[Stored items]
___

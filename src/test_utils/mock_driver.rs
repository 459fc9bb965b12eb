use std::collections::VecDeque;
use std::sync::{Arc, Mutex, MutexGuard};
use std::time::Duration;

use crate::binding::BoundParameters;
use crate::codec::NativeBuffer;
use crate::driver::{
    BindDescriptor, ColumnDescription, ConnectionHandle, ConnectionInfo, Driver,
    DriverConnection, SqlReturn, StatementHandle,
};
use crate::error::SqlError;
use crate::native::SqlDataType;
use crate::types::SqlValue;

/// What the scripted driver answers. Every statement of every connection follows the same
/// script; `param_data` answers are consumed across statements. A scripted `NeedData` from
/// `exec` is answered as `Success` for statements without streamed parameters.
#[derive(Debug, Clone)]
pub struct MockScript {
    pub alloc: SqlReturn,
    pub bind: SqlReturn,
    pub set_attribute: SqlReturn,
    pub exec: SqlReturn,
    /// Answers to successive `param_data` calls: status plus the token of the parameter
    /// wanted next. An empty queue answers `Success`.
    pub param_data: VecDeque<(SqlReturn, Option<u16>)>,
    pub put_data: SqlReturn,
    pub columns: Vec<ColumnDescription>,
    pub rows: Vec<Vec<SqlValue>>,
    /// 1-based fetch call that fails.
    pub fetch_failure_at: Option<usize>,
    pub row_count: i64,
    /// Values written into output parameters (by ordinal) when execution completes.
    pub outputs: Vec<(u16, SqlValue)>,
    /// Diagnostic returned by `last_error`.
    pub error: SqlError,
    /// Answer to `info`; `Err` makes the info request fail.
    pub info: Result<ConnectionInfo, SqlError>,
}

impl Default for MockScript {
    fn default() -> Self {
        Self {
            alloc: SqlReturn::Success,
            bind: SqlReturn::Success,
            set_attribute: SqlReturn::Success,
            exec: SqlReturn::Success,
            param_data: VecDeque::new(),
            put_data: SqlReturn::Success,
            columns: Vec::new(),
            rows: Vec::new(),
            fetch_failure_at: None,
            row_count: 0,
            outputs: Vec::new(),
            error: SqlError::new("scripted failure", "HY000", 50_000),
            info: Ok(ConnectionInfo {
                driver_name: "mockodbc.so".into(),
                driver_version: "01.00.0000".into(),
                database_name: "mock".into(),
                odbc_version: "03.80".into(),
                dbms_name: "MockDB".into(),
                odbc_connection_string: String::new(),
            }),
        }
    }
}

impl MockScript {
    /// Script a result set of `rows` under the given `(name, type, size)` columns.
    #[must_use]
    pub fn with_rows(
        mut self,
        columns: &[(&str, SqlDataType, usize)],
        rows: Vec<Vec<SqlValue>>,
    ) -> Self {
        self.columns = columns
            .iter()
            .map(|(name, sql_type, size)| ColumnDescription {
                name: (*name).to_string(),
                sql_type: *sql_type,
                column_size: *size,
                decimal_digits: 0,
                nullable: true,
            })
            .collect();
        self.rows = rows;
        self
    }
}

/// Every driver call the mock saw, in order per kind.
#[derive(Debug, Clone, Default)]
pub struct MockLog {
    pub connections_opened: usize,
    pub statements_allocated: usize,
    pub binds: Vec<BindDescriptor>,
    pub attributes: Vec<(i32, usize)>,
    pub executed: Vec<String>,
    pub param_data_calls: usize,
    pub put_data: Vec<Vec<u8>>,
    pub fetch_calls: usize,
    pub statements_freed: usize,
    pub info_requests: usize,
}

#[derive(Debug, Default)]
struct MockState {
    script: MockScript,
    log: MockLog,
    connect_failure: Option<SqlError>,
    dead: bool,
    next_handle: u64,
}

type Shared = Arc<Mutex<MockState>>;

fn lock(state: &Shared) -> MutexGuard<'_, MockState> {
    match state.lock() {
        Ok(guard) => guard,
        Err(poisoned) => poisoned.into_inner(),
    }
}

/// In-memory [`Driver`] that answers from a [`MockScript`] and records every call.
#[derive(Debug, Clone, Default)]
pub struct MockDriver {
    state: Shared,
}

impl MockDriver {
    #[must_use]
    pub fn new(script: MockScript) -> Self {
        let driver = Self::default();
        driver.set_script(script);
        driver
    }

    pub fn set_script(&self, script: MockScript) {
        lock(&self.state).script = script;
    }

    /// Make every following `connect` fail with `err`.
    pub fn fail_connect(&self, err: SqlError) {
        lock(&self.state).connect_failure = Some(err);
    }

    /// Report every connection as dead from now on.
    pub fn kill_connections(&self) {
        lock(&self.state).dead = true;
    }

    /// Snapshot of the calls seen so far.
    #[must_use]
    pub fn log(&self) -> MockLog {
        lock(&self.state).log.clone()
    }
}

impl Driver for MockDriver {
    fn connect(
        &self,
        _connection_string: &str,
        _login_timeout: Option<Duration>,
    ) -> Result<Box<dyn DriverConnection>, SqlError> {
        let mut state = lock(&self.state);
        if let Some(err) = state.connect_failure.clone() {
            return Err(err);
        }
        state.next_handle += 1;
        state.log.connections_opened += 1;
        Ok(Box::new(MockConnection {
            handle: ConnectionHandle(state.next_handle),
            state: Arc::clone(&self.state),
        }))
    }
}

struct MockConnection {
    handle: ConnectionHandle,
    state: Shared,
}

impl DriverConnection for MockConnection {
    fn handle(&self) -> ConnectionHandle {
        self.handle
    }

    fn new_statement(&self) -> Box<dyn StatementHandle> {
        Box::new(MockStatement {
            state: Arc::clone(&self.state),
            cursor: 0,
        })
    }

    fn info(&self) -> Result<ConnectionInfo, SqlError> {
        let mut state = lock(&self.state);
        state.log.info_requests += 1;
        state.script.info.clone()
    }

    fn is_dead(&self) -> bool {
        lock(&self.state).dead
    }
}

struct MockStatement {
    state: Shared,
    /// Rows fetched so far.
    cursor: usize,
}

impl MockStatement {
    fn write_outputs(outputs: &[(u16, SqlValue)], params: &mut BoundParameters<'_>) -> SqlReturn {
        for (ordinal, value) in outputs {
            let Some(binding) = params.get_mut(*ordinal) else {
                return SqlReturn::Error;
            };
            if binding.store_output(value).is_err() {
                return SqlReturn::Error;
            }
        }
        SqlReturn::Success
    }
}

impl StatementHandle for MockStatement {
    fn alloc_handle(&mut self, _connection: ConnectionHandle) -> SqlReturn {
        let mut state = lock(&self.state);
        state.log.statements_allocated += 1;
        state.script.alloc
    }

    fn bind_parameter(&mut self, descriptor: &BindDescriptor) -> SqlReturn {
        let mut state = lock(&self.state);
        state.log.binds.push(descriptor.clone());
        state.script.bind
    }

    fn set_statement_attribute(&mut self, attribute: i32, value: usize) -> SqlReturn {
        let mut state = lock(&self.state);
        state.log.attributes.push((attribute, value));
        state.script.set_attribute
    }

    fn exec_direct(&mut self, sql: &str, params: &mut BoundParameters<'_>) -> SqlReturn {
        let (status, outputs) = {
            let mut state = lock(&self.state);
            state.log.executed.push(sql.to_string());
            (state.script.exec, state.script.outputs.clone())
        };
        // Drivers only ask for data when something was bound as data-at-execution.
        let status = if status == SqlReturn::NeedData && !params.has_streams() {
            SqlReturn::Success
        } else {
            status
        };
        if status.succeeded() {
            let written = Self::write_outputs(&outputs, params);
            if !written.succeeded() {
                return written;
            }
        }
        status
    }

    fn param_data(&mut self, params: &mut BoundParameters<'_>) -> (SqlReturn, Option<u16>) {
        let (answer, outputs) = {
            let mut state = lock(&self.state);
            state.log.param_data_calls += 1;
            let answer = state
                .script
                .param_data
                .pop_front()
                .unwrap_or((SqlReturn::Success, None));
            (answer, state.script.outputs.clone())
        };
        if answer.0.succeeded() {
            let written = Self::write_outputs(&outputs, params);
            if !written.succeeded() {
                return (written, None);
            }
        }
        answer
    }

    fn put_data(&mut self, chunk: &[u8]) -> SqlReturn {
        let mut state = lock(&self.state);
        state.log.put_data.push(chunk.to_vec());
        state.script.put_data
    }

    fn num_result_cols(&mut self) -> Result<u16, SqlReturn> {
        let state = lock(&self.state);
        u16::try_from(state.script.columns.len()).map_err(|_| SqlReturn::Error)
    }

    fn describe_column(&mut self, column: u16) -> Result<ColumnDescription, SqlReturn> {
        let state = lock(&self.state);
        usize::from(column)
            .checked_sub(1)
            .and_then(|idx| state.script.columns.get(idx))
            .cloned()
            .ok_or(SqlReturn::Error)
    }

    fn fetch(&mut self) -> SqlReturn {
        let mut state = lock(&self.state);
        state.log.fetch_calls += 1;
        let call = state.log.fetch_calls;
        if state.script.fetch_failure_at == Some(call) {
            return SqlReturn::Error;
        }
        if self.cursor >= state.script.rows.len() {
            return SqlReturn::NoData;
        }
        self.cursor += 1;
        SqlReturn::Success
    }

    fn get_data(&mut self, column: u16, target: &mut NativeBuffer) -> Result<isize, SqlReturn> {
        let state = lock(&self.state);
        let value = self
            .cursor
            .checked_sub(1)
            .and_then(|row| state.script.rows.get(row))
            .and_then(|row| row.get(usize::from(column).checked_sub(1)?))
            .ok_or(SqlReturn::Error)?;
        target.store_value(value).map_err(|_| SqlReturn::Error)
    }

    fn row_count(&mut self) -> Result<i64, SqlReturn> {
        Ok(lock(&self.state).script.row_count)
    }

    fn free_handle(&mut self) {
        lock(&self.state).log.statements_freed += 1;
    }

    fn last_error(&mut self) -> SqlError {
        lock(&self.state).script.error.clone()
    }
}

___

**WORK INSTRUCTIONS**: Reproduce all lines from the records above that include the word "chunk".

**SOLVED EXERCISE**:
    fn put_data(&mut self, chunk: &[u8]) -> SqlReturn {
        state.log.put_data.push(chunk.to_vec());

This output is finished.